When a line of the material has the word "TopicService" in it, copy that line.

» **RECORDS SHOWN**
══════
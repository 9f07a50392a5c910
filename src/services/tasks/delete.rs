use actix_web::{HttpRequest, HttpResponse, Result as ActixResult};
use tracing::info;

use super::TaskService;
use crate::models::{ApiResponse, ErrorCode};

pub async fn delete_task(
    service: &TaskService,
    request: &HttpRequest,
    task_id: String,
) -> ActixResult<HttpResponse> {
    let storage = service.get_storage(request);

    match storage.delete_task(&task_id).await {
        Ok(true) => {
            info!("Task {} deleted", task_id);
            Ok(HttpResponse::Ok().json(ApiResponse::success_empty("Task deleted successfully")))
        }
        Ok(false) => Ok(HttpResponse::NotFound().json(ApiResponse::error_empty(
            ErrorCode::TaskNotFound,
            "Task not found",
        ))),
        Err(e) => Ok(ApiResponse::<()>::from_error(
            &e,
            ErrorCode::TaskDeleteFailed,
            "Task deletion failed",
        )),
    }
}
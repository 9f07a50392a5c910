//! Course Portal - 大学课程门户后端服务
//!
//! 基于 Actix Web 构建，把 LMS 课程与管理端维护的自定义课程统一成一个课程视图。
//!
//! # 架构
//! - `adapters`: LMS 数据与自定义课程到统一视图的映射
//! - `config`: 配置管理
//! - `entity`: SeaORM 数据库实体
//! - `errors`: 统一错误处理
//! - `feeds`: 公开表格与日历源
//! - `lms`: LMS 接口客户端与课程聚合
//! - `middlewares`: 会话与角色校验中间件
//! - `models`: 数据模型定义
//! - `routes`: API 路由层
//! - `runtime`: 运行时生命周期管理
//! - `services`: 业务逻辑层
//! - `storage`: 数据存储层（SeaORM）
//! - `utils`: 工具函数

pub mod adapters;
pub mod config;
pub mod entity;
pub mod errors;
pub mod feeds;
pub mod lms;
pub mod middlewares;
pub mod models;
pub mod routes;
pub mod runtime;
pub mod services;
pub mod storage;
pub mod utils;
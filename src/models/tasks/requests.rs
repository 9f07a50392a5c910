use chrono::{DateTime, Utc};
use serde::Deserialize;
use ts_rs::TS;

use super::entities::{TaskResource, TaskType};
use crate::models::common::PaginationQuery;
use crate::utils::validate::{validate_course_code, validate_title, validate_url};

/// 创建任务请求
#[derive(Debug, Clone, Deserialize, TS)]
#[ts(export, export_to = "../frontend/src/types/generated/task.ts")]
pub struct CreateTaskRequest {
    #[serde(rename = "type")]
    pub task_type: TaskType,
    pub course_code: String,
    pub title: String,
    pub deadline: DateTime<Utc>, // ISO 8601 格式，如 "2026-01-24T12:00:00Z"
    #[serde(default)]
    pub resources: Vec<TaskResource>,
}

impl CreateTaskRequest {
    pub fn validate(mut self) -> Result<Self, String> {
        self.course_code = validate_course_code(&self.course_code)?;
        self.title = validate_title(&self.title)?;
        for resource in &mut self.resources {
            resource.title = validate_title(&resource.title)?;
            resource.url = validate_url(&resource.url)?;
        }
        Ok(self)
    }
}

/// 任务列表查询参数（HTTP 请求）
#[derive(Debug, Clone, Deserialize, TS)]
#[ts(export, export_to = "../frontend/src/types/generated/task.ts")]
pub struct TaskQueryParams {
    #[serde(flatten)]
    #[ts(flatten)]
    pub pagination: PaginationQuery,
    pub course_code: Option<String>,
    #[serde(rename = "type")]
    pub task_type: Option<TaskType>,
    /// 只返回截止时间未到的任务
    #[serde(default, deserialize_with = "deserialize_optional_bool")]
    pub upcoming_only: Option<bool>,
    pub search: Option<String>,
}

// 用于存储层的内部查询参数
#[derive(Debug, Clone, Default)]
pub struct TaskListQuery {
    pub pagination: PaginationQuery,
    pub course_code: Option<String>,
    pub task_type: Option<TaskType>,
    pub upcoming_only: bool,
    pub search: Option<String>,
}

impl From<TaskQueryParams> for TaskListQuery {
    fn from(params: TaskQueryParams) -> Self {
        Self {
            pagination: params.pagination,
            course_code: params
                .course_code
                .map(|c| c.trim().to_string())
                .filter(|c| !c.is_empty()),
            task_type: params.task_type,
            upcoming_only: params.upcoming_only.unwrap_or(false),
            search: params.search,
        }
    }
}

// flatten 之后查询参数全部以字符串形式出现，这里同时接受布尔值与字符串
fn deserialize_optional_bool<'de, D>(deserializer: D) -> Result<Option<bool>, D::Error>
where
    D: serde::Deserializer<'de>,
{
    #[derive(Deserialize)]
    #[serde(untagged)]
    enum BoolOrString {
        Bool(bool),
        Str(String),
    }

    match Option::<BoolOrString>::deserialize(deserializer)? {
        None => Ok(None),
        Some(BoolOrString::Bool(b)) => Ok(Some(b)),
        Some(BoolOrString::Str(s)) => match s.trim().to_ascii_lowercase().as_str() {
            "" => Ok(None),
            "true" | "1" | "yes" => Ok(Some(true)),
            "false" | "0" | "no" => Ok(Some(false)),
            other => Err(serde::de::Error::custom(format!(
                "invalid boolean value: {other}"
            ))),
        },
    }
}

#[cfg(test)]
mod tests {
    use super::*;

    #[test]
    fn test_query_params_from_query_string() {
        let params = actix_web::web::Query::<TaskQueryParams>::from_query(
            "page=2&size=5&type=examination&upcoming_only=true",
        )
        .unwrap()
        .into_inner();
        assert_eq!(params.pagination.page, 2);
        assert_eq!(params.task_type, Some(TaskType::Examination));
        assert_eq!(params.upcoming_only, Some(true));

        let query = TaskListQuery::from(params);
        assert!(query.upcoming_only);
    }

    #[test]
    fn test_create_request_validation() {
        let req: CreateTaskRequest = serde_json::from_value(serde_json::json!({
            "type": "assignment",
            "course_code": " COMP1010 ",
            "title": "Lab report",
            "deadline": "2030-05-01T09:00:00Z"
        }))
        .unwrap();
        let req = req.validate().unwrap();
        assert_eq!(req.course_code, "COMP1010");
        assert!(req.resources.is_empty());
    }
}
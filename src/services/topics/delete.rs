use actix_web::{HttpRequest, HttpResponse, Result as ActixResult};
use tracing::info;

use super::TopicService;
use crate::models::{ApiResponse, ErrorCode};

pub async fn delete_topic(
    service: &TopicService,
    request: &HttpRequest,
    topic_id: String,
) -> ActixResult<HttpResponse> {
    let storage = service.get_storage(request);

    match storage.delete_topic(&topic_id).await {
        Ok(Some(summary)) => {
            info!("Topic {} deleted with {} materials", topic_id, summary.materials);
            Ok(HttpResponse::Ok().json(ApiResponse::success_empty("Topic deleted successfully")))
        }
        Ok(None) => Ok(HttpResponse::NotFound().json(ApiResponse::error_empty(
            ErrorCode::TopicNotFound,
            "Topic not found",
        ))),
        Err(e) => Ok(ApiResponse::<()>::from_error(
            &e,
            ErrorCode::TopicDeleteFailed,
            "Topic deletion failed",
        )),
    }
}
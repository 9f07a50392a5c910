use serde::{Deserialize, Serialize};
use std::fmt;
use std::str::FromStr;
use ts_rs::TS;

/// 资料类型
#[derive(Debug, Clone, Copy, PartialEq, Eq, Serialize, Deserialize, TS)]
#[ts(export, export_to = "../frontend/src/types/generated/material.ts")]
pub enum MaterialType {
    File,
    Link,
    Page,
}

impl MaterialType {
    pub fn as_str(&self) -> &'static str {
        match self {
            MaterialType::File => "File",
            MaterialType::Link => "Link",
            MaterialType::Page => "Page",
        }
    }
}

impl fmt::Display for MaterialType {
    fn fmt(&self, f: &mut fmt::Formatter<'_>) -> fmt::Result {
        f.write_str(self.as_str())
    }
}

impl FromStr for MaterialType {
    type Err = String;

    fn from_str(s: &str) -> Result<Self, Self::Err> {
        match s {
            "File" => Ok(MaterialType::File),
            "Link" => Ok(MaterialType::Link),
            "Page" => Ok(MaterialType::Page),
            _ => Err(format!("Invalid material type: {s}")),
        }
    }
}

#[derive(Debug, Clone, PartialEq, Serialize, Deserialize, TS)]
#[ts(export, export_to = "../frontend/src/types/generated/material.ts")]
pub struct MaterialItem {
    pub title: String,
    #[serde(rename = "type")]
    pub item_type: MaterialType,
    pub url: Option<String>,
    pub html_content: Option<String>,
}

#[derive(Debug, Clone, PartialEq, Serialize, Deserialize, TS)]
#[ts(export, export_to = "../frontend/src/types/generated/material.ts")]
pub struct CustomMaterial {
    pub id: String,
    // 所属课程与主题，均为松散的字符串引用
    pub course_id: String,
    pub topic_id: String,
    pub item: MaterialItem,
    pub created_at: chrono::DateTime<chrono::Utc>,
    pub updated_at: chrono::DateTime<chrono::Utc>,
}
══════
» **REPLY**
use super::TopicService;
    service: &TopicService,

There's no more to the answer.